How good must your disaster recovery be? “Good enough” is probably the best answer. Perfection is unlikely to be required, hospital operating rooms and nuclear power stations aside. The law of diminishing returns means that perfection or anything too close to it costs too much. In fact, a pragmatic look at what a business really needs to keep operating satisfactorily may reveal that you can get by on rather less than you previously thought, as the following example shows.
Take the payroll system in your company, probably fully software-driven and capable of keeping track of the complexities of contracts and contributions that can vary for hundreds or thousands of people. The immediate reaction of many people is that the payroll system must function at all costs, because otherwise the consequences for the workforce would be unthinkable.
They are right to recognize the need to pay salaries in a timely way. However, if the payroll application or server broke down just before payday, would it really be beyond the bounds of possibility to ask employees to accept a salary payment of the same amount as the month before, and then readjust amounts as soon as possible afterwards?

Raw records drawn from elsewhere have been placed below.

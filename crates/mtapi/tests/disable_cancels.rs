use std::time::Duration;

use mtapi::{ActionAttributes, Affinity, MtapiError, NodeAttributes, QueueAttributes, Runtime, TaskAttributes};

/// Disabling a (non-retaining) queue cancels every task still sitting in its
/// retention buffer without ever running it, and also marks the task already
/// dispatched and running for cooperative cancellation — it is not preempted,
/// but an action body that polls `should_cancel` sees it (§4.6).
#[test]
fn disabling_a_queue_cancels_its_retained_tasks() {
    let rt = Runtime::new(NodeAttributes::default().num_workers(4)).unwrap();

    rt.create_action(
        13,
        |ctx, _args, _result| {
            for _ in 0..200 {
                if ctx.should_cancel() {
                    break;
                }
                std::thread::sleep(Duration::from_millis(1));
            }
            Ok(())
        },
        ActionAttributes::new(rt.num_workers()),
    )
    .unwrap();

    // Ordered queue: only one task at a time holds the ordered slot, so the
    // other 99 land in the retention buffer the moment they're spawned.
    let queue = rt
        .create_queue(13, QueueAttributes::new(0), Affinity::all(rt.num_workers()))
        .unwrap();

    let first = rt
        .start_task(13, &[], &mut [], TaskAttributes::default(), None, Some(queue))
        .unwrap();
    // Give the first task time to actually start running and claim the
    // ordered slot before the rest pile up behind it.
    std::thread::sleep(Duration::from_millis(2));

    let mut rest = Vec::with_capacity(99);
    for _ in 0..99 {
        rest.push(
            rt.start_task(13, &[], &mut [], TaskAttributes::default(), None, Some(queue))
                .unwrap(),
        );
    }

    rt.disable_queue(queue).unwrap();

    // `first` is already dispatched and running; disabling the queue must
    // still flip its cancel flag, so its action body observes it and exits
    // without ever finishing its full 200ms poll loop.
    assert_eq!(rt.wait_task(first, None), Err(MtapiError::ActionCancelled));
    for task in rest {
        assert_eq!(rt.wait_task(task, None), Err(MtapiError::ActionCancelled));
    }
}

Supply chains are another case in point. Here, perfection is not only pointless, it’s also impossible. The optimal operation of a supply chain depends on balancing two aspects: customer satisfaction and profitability. Beyond certain levels, these two things tend to be in opposition. For example, increasing customer satisfaction will cost more and depress profitability.
Perfection in one area negates the possibility of perfection in the other. Customers may even accept a temporary degradation in service, like using slower or less flexible shipping if your transport management system fails. In all, it pays to take this kind of tolerance into consideration (without abusing it), when making your disaster recovery plans and using your DR budget to the best effect.